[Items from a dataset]
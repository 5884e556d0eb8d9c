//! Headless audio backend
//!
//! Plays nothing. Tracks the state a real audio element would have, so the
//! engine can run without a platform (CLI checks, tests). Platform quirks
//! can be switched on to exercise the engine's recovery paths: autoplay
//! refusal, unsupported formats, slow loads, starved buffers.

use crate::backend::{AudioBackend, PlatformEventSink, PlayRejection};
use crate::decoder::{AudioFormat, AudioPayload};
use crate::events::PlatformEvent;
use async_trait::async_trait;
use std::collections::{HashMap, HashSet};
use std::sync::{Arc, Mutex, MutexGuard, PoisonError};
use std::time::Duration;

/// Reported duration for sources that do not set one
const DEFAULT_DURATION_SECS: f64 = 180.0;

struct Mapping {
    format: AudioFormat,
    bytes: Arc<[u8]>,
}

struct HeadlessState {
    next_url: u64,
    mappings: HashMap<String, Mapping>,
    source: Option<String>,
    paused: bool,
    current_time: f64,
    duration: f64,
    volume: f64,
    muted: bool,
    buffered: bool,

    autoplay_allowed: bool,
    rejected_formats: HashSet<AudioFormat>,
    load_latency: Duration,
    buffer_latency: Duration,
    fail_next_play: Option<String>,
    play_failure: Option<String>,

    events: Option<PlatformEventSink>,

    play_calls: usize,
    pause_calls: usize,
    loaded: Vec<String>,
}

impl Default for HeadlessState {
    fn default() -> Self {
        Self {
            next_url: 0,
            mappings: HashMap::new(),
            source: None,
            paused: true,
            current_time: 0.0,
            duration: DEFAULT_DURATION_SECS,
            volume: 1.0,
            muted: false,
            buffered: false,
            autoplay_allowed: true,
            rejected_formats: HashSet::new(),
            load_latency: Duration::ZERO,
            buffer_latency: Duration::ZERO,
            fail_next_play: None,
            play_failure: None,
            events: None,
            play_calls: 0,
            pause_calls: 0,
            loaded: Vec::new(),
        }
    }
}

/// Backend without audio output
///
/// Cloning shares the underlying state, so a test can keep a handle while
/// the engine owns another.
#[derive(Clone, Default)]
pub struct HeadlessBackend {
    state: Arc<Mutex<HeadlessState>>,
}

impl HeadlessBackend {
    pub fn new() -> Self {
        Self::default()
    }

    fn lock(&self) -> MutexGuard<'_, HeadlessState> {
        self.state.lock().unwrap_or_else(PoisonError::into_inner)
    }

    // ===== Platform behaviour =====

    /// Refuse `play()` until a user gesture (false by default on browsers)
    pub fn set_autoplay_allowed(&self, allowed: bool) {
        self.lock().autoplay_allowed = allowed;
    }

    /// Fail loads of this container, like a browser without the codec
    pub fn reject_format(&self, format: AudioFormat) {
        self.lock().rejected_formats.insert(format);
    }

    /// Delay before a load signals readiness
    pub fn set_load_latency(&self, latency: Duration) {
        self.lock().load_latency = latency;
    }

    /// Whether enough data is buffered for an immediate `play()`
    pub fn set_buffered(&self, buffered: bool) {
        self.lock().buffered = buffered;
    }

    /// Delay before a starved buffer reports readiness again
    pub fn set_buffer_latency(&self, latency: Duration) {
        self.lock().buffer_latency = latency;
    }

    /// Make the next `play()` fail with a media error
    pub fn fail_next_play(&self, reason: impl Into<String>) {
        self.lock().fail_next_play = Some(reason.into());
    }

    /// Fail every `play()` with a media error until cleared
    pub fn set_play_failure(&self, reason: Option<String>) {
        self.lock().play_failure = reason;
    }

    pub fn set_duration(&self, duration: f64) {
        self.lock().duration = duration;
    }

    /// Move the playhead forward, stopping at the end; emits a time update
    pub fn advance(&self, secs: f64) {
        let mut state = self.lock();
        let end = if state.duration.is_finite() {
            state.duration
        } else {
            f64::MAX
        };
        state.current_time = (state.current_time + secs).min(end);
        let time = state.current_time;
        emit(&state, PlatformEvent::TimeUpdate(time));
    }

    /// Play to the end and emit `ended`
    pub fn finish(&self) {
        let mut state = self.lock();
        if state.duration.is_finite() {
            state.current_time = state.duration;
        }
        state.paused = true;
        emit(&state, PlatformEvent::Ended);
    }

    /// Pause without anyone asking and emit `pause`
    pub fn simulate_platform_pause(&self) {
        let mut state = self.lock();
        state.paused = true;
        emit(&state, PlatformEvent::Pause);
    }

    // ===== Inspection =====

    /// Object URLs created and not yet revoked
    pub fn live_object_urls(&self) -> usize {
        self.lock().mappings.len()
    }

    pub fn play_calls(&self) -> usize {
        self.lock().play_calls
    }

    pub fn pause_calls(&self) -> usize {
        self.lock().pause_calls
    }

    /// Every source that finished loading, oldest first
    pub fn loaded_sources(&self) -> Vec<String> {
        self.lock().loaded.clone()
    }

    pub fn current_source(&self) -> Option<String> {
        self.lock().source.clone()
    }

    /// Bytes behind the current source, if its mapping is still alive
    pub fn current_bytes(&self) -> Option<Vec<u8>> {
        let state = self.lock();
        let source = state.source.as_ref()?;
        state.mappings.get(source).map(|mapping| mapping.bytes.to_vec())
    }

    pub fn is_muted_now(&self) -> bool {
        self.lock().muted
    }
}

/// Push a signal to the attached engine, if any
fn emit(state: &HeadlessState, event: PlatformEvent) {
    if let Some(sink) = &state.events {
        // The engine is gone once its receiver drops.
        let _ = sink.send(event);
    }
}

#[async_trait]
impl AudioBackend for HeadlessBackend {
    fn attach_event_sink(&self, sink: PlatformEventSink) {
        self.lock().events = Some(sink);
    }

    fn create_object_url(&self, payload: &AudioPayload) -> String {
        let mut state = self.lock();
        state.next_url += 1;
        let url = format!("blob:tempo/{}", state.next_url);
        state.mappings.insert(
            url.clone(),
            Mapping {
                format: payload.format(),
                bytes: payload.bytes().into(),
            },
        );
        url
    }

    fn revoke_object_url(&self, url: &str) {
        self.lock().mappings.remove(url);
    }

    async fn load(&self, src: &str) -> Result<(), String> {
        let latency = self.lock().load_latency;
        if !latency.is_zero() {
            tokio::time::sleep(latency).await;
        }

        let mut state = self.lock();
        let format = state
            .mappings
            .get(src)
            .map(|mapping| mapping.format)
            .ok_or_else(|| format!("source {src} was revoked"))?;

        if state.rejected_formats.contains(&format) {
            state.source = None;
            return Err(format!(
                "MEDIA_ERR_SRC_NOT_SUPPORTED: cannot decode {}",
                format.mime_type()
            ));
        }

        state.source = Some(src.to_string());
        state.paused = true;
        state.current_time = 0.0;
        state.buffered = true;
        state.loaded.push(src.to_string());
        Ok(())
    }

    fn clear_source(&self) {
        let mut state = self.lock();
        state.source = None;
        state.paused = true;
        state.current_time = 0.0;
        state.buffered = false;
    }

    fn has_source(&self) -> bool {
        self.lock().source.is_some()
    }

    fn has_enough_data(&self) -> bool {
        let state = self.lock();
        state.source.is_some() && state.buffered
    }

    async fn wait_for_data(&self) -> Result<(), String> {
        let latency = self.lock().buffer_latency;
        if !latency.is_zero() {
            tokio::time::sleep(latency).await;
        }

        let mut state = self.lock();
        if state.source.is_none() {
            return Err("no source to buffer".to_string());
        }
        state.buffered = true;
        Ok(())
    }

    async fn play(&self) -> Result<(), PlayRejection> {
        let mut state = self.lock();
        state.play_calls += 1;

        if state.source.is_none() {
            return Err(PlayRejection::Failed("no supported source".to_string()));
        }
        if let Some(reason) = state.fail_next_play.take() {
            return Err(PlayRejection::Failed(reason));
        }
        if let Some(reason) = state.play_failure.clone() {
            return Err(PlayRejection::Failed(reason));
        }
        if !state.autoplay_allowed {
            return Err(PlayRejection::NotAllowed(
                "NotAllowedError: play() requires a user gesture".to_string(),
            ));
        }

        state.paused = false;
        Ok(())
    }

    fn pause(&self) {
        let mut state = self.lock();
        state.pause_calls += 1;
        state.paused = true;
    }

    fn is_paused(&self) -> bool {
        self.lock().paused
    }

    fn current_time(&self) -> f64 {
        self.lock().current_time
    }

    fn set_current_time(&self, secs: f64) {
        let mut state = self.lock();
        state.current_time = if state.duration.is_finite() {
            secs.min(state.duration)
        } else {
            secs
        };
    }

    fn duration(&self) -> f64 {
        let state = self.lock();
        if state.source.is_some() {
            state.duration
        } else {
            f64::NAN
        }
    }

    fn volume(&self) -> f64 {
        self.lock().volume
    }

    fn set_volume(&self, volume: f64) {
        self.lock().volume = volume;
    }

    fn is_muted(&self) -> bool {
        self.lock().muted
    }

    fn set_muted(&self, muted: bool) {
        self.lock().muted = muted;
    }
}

• **Exercise objective**
Starting with the line that holds "self.lock().play_calls" and ending with the line that holds "engine, if any", retype every line in the data above exactly, and nothing else.

• **Task answer**
        self.lock().play_calls
    }

    pub fn pause_calls(&self) -> usize {
        self.lock().pause_calls
    }

    /// Every source that finished loading, oldest first
    pub fn loaded_sources(&self) -> Vec<String> {
        self.lock().loaded.clone()
    }

    pub fn current_source(&self) -> Option<String> {
        self.lock().source.clone()
    }

    /// Bytes behind the current source, if its mapping is still alive
    pub fn current_bytes(&self) -> Option<Vec<u8>> {
        let state = self.lock();
        let source = state.source.as_ref()?;
        state.mappings.get(source).map(|mapping| mapping.bytes.to_vec())
    }

    pub fn is_muted_now(&self) -> bool {
        self.lock().muted
    }
}

/// Push a signal to the attached engine, if any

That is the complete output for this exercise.